My question is the following:
Find the analytic continuation of the function $f(z)$ defined by $$ f(z) = \int_0^\infty {{e^{-zt}} \over {1 + t^2}} dt, \ \ \vert \arg(z) \vert < {1 \over 2}\pi,$$ to the domain $\{ z \in \Bbb C \mid -{1 \over 2}\pi < \arg(z) < \pi \}$.
My attempt to do this is by calculating the above integral using Cauchy's Residue Theorem (especially as the previous question had me to just that for a different situation!). I observe that the poles are at $\pm i$. My issue is in determining which contour to use. I can't take a semicircle in either the upper or lower half planes since then the "$-\infty$ to $0$" integral won't converge, and neither will the integral over the semicircle. I have tried using a quarter-circle in the first quadrant, but that gives a similarly unpleasant integral along the imaginary axis.
Any advice would be most appreciated.
Important note:
There is this question here,
Find the analytic continuation of the $ f(z) = \int_{0}^{\infty} \frac{exp(-zt)}{1+t^2} dt$,
which is entirely the same as my question, however that answer is not using complex variables techniques. I am interested in a complex analysis proof, not one that gives an expression in terms of an infinite sum.
Thanks! :) Sam
Some definitions: $$\operatorname{C_i}(x)=-\int_{x}^{\infty} \frac{\cos t}{t} dt=\gamma +\log x +\sum_{n=1}^\infty \frac{(-x^2)^n}{2n(2n)!},$$ $$\operatorname{S_i}(x)=\int_0^x \frac{\sin t}{t} dt=\sum_{n=1}^\infty (-1)^{n-1}\frac{x^{2n-1}}{(2n-1)(2n-1)!} .$$ Replacing $x$ by $z$, we get $\operatorname{C_i}(z)$ and $\operatorname{S_i}(z)$. $\operatorname{C_i}(z)$ is analytic and single-valued in $\mathbb{C}\setminus (-\infty, 0]$ , $\operatorname{S_i}(z)$ is entire. So $$G(z)=\operatorname{C_i}(z)\sin z -\operatorname{S_i}(z)\cos z+\frac{\pi}{2}\cos z$$ is analytic in $\mathbb{C}\setminus (-\infty, 0]$.

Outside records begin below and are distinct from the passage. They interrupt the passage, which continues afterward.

//! End-to-end scenarios for workflows, custom fields and dependencies.

use crate::in_memory::helpers::{Engine, engine, severity_schema, workflow};
use corepm::graph::DependencyError;
use corepm::schema::{domain::CustomData, validation::ValidationError};
use corepm::tracker::{
    domain::{NewTask, SchemaOwner, TaskUpdate},
    error::EngineError,
    services::TypeDefinition,
};
use rstest::rstest;

#[rstest]
#[tokio::test(flavor = "multi_thread")]
async fn status_outside_the_workflow_is_rejected(engine: Engine) -> eyre::Result<()> {
    let tracker = engine.bug_tracker().await?;
    let task = engine.bug(tracker, "Login fails", "Backlog").await?;

    let result = engine
        .tasks
        .update_task(task.id(), TaskUpdate::new().with_status("Closed"))
        .await;

    eyre::ensure!(
        matches!(
            result,
            Err(EngineError::Validation(ValidationError::InvalidStatus { .. }))
        ),
        "expected InvalidStatus, got {result:?}"
    );
    let stored = engine.tasks.find_task(task.id()).await?;
    assert_eq!(stored.status().as_str(), "Backlog");
    Ok(())
}

#[rstest]
#[tokio::test(flavor = "multi_thread")]
async fn removing_a_used_status_requires_and_applies_a_target(
    engine: Engine,
) -> eyre::Result<()> {
    let tracker = engine.bug_tracker().await?;
    let owner = SchemaOwner::TaskType(tracker.bug);
    let mut held = Vec::new();
    for title in ["Parser", "Lexer", "Codegen"] {
        held.push(engine.bug(tracker, title, "In Progress").await?);
    }

    let refused = engine
        .cascades
        .remove_workflow_status(owner, "In Progress", None)
        .await;
    eyre::ensure!(
        matches!(refused, Err(EngineError::TargetRequired { count: 3, .. })),
        "expected TargetRequired(3), got {refused:?}"
    );

    let outcome = engine
        .cascades
        .remove_workflow_status(owner, "In Progress", Some("Backlog"))
        .await?;

    assert_eq!(outcome.reassigned, 3);
    assert_eq!(outcome.workflow.labels(), vec!["Backlog", "Done"]);
    for task in held {
        let stored = engine.tasks.find_task(task.id()).await?;
        assert_eq!(stored.status().as_str(), "Backlog");
    }
    Ok(())
}

#[rstest]
#[tokio::test(flavor = "multi_thread")]
async fn cycles_are_refused_and_deleted_tasks_leave_no_edges(engine: Engine) -> eyre::Result<()> {
    let tracker = engine.bug_tracker().await?;
    let a = engine.bug(tracker, "A", "Backlog").await?;
    let b = engine.bug(tracker, "B", "Backlog").await?;
    engine.tasks.add_dependency(a.id(), b.id()).await?;

    let cycle = engine.tasks.add_dependency(b.id(), a.id()).await;
    eyre::ensure!(
        matches!(
            cycle,
            Err(EngineError::Dependency(DependencyError::CycleDetected { .. }))
        ),
        "expected CycleDetected, got {cycle:?}"
    );
    assert_eq!(engine.tasks.dependencies(a.id()).await?.len(), 1);

    engine.tasks.delete_task(b.id()).await?;

    assert!(engine.tasks.dependencies(a.id()).await?.is_empty());
    Ok(())
}

#[rstest]
#[tokio::test(flavor = "multi_thread")]
async fn required_select_field_is_enforced_on_create(engine: Engine) -> eyre::Result<()> {
    let tracker = engine.bug_tracker().await?;
    engine
        .registry
        .set_field_schema(SchemaOwner::TaskType(tracker.bug), severity_schema())
        .await?;
    let request = |custom_data: CustomData| {
        NewTask::new("Crash", tracker.team, tracker.bug).with_custom_data(custom_data)
    };

    let missing = engine.tasks.create_task(request(CustomData::new())).await;
    let invalid = engine
        .tasks
        .create_task(request(CustomData::new().with("severity", "medium")))
        .await;
    let valid = engine
        .tasks
        .create_task(request(CustomData::new().with("severity", "high")))
        .await?;

    eyre::ensure!(
        matches!(
            missing,
            Err(EngineError::Validation(ValidationError::MissingRequiredField(ref key)))
                if key == "severity"
        ),
        "expected MissingRequiredField, got {missing:?}"
    );
    eyre::ensure!(
        matches!(
            invalid,
            Err(EngineError::Validation(ValidationError::InvalidOption { ref key, .. }))
                if key == "severity"
        ),
        "expected InvalidOption, got {invalid:?}"
    );
    assert_eq!(valid.display_id().to_string(), "CORE-1");
    Ok(())
}

#[rstest]
#[tokio::test(flavor = "multi_thread")]
async fn rejected_reassignment_mutates_nothing(engine: Engine) -> eyre::Result<()> {
    let tracker = engine.bug_tracker().await?;
    let owner = SchemaOwner::TaskType(tracker.bug);
    let compliant = engine.bug(tracker, "Has severity", "In Progress").await?;
    let legacy = engine.bug(tracker, "Predates the field", "In Progress").await?;
    engine
        .registry
        .set_field_schema(owner, severity_schema())
        .await?;
    engine
        .tasks
        .update_task(
            compliant.id(),
            TaskUpdate::new().with_custom_data(CustomData::new().with("severity", "low")),
        )
        .await?;

    let result = engine
        .cascades
        .remove_workflow_status(owner, "In Progress", Some("Backlog"))
        .await;

    eyre::ensure!(result.is_err(), "cascade should fail on the legacy task");
    for id in [compliant.id(), legacy.id()] {
        let stored = engine.tasks.find_task(id).await?;
        assert_eq!(stored.status().as_str(), "In Progress");
    }
    let current = engine.registry.get_workflow(owner).await?;
    assert!(current.contains("In Progress"));
    Ok(())
}

#[rstest]
#[tokio::test(flavor = "multi_thread")]
async fn retyped_task_keeps_shared_status(engine: Engine) -> eyre::Result<()> {
    let tracker = engine.bug_tracker().await?;
    let story = engine
        .registry
        .create_task_type(
            tracker.team,
            TypeDefinition::new("Story", workflow(&["Todo", "Done"])),
        )
        .await?;
    let done = engine.bug(tracker, "Shipped", "Done").await?;
    let active = engine.bug(tracker, "Ongoing", "In Progress").await?;

    let kept = engine
        .tasks
        .update_task(done.id(), TaskUpdate::new().with_task_type(story.id()))
        .await?;
    let reset = engine
        .tasks
        .update_task(active.id(), TaskUpdate::new().with_task_type(story.id()))
        .await?;

    assert_eq!(kept.status().as_str(), "Done");
    assert_eq!(reset.status().as_str(), "Todo");
    assert_eq!(kept.display_id(), done.display_id());
    Ok(())
}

First we evaluate the integral$$f(a) = \int_0^\infty {{e^{-at}} \over {1 + t^2}} dt=\int_0^\infty {{ae^{-x}} \over {x^2 + a^2}} dx $$for a real positive $a$.

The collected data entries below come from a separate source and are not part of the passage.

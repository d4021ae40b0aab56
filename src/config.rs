//! Engine configuration established once at bootstrap.
//!
//! The configuration names the deployment-wide display identifier prefix and
//! describes the sentinel team and task type created when a workspace is
//! first bootstrapped.
//!
//! # Examples
//!
//! ```
//! use corepm::config::EngineConfig;
//!
//! let config = EngineConfig::from_lookup(|key| {
//!     (key == "TASK_ID_PREFIX").then(|| "ORBIT".to_owned())
//! })
//! .expect("valid configuration");
//! assert_eq!(config.task_id_prefix.as_str(), "ORBIT");
//! assert_eq!(config.unassigned_team_name, "Unassigned");
//! ```

use crate::display_id::domain::{DisplayIdError, IdPrefix};
use crate::schema::domain::{SchemaError, Workflow};
use thiserror::Error;

/// Environment variable holding the display identifier prefix.
pub const TASK_ID_PREFIX_VAR: &str = "TASK_ID_PREFIX";

/// Errors raised while reading configuration values.
#[derive(Debug, Clone, Error, PartialEq, Eq)]
pub enum ConfigError {
    /// The configured prefix is not a valid display identifier prefix.
    #[error("invalid value for {key}: {source}")]
    InvalidPrefix {
        /// The configuration key that was read.
        key: &'static str,
        /// The underlying validation failure.
        #[source]
        source: DisplayIdError,
    },
}

/// Engine-wide configuration.
#[derive(Debug, Clone, PartialEq, Eq)]
pub struct EngineConfig {
    /// Prefix of every task display identifier.
    pub task_id_prefix: IdPrefix,
    /// Name of the protected fallback team.
    pub unassigned_team_name: String,
    /// Name of the protected task type owned by the fallback team.
    pub default_task_type_name: String,
    /// Workflow given to the protected task type.
    pub default_workflow: Vec<String>,
}

impl Default for EngineConfig {
    fn default() -> Self {
        Self {
            task_id_prefix: IdPrefix::default(),
            unassigned_team_name: "Unassigned".to_owned(),
            default_task_type_name: "Task".to_owned(),
            default_workflow: vec![
                "Backlog".to_owned(),
                "In Progress".to_owned(),
                "Done".to_owned(),
            ],
        }
    }
}

impl EngineConfig {
    /// Reads overrides from the process environment.
    ///
    /// # Errors
    ///
    /// Returns [`ConfigError::InvalidPrefix`] when `TASK_ID_PREFIX` is set to
    /// an invalid prefix.
    pub fn from_env() -> Result<Self, ConfigError> {
        Self::from_lookup(|key| std::env::var(key).ok())
    }

    /// Reads overrides through `lookup`, falling back to defaults.
    ///
    /// # Errors
    ///
    /// Returns [`ConfigError::InvalidPrefix`] when the prefix override is
    /// invalid.
    pub fn from_lookup<F>(lookup: F) -> Result<Self, ConfigError>
    where
        F: Fn(&str) -> Option<String>,
    {
        let mut config = Self::default();
        if let Some(raw) = lookup(TASK_ID_PREFIX_VAR) {
            config.task_id_prefix =
                IdPrefix::new(raw).map_err(|source| ConfigError::InvalidPrefix {
                    key: TASK_ID_PREFIX_VAR,
                    source,
                })?;
        }
        Ok(config)
    }

    /// Replaces the display identifier prefix.
    #[must_use]
    pub fn with_prefix(mut self, prefix: IdPrefix) -> Self {
        self.task_id_prefix = prefix;
        self
    }

    /// Replaces the workflow of the protected task type.
    #[must_use]
    pub fn with_default_workflow<I, S>(mut self, statuses: I) -> Self
    where
        I: IntoIterator<Item = S>,
        S: Into<String>,
    {
        self.default_workflow = statuses.into_iter().map(Into::into).collect();
        self
    }

    /// Builds the workflow of the protected task type.
    ///
    /// # Errors
    ///
    /// Returns a [`SchemaError`] when the configured labels do not form a
    /// valid workflow.
    pub fn default_workflow(&self) -> Result<Workflow, SchemaError> {
        Workflow::new(self.default_workflow.iter().map(String::as_str))
    }
}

Integrate $\varphi (z)=\frac{ae^{-z}}{z^2+a^2}$ along a quarter-circle in the first quadrant, then $$\int_0^R {{ae^{-x}} \over {x^2 + a^2}} dx+\int_{C_R}\varphi (z)dz-i(PV)\int_0^R \frac{ae^{-iy}}{y^2-a^2}dy=\pi i Res(\varphi , ia) \tag{1}$$ because $\varphi (z)$ has a simple pole at $z=ia$. We note $$\lim_{ R\to \infty} \int_{C_R}\varphi (z)dz=0,$$ $$ Res(\varphi , ia)=-\frac{ie^{-ia}}{2},$$ $$(PV)\int_0^\infty \frac{ae^{-iy}}{y^2-a^2}dy=i\operatorname{C_i}(a)\sin a -i\operatorname{S_i}(a)\cos a -\frac{\pi}{2}\sin a.\tag{2}$$ Our technique employed to obtain (2) is as follows: $$\begin{align} (PV)\int_0^\infty \frac{e^{-iy}}{y-a}dy&=(PV)\int_0^\infty \frac{e^{-i(y-a)}\cdot e^{-ia}}{y-a}dy\\ &=(PV)\int_{-a}^a \frac{e^{-it}\cdot e^{-ia}}{t}dt+\int_a^\infty \frac{e^{-it}\cdot e^{-ia}}{t}dt\\ &=-2ie^{-ia}\int_0^a \frac{\sin t}{t}dt+\int_a^\infty \frac{e^{-it}\cdot e^{-ia}}{t}dt. \end{align} $$ Therefore from (1) we have $$f(a)=\operatorname{C_i}(a)\sin a -\operatorname{S_i}(a)\cos a+\frac{\pi}{2}\cos a.$$ Since this holds for all $a>0$, we have $$f(z)=G(z) $$for $z$ with $\operatorname{Re} z>0$.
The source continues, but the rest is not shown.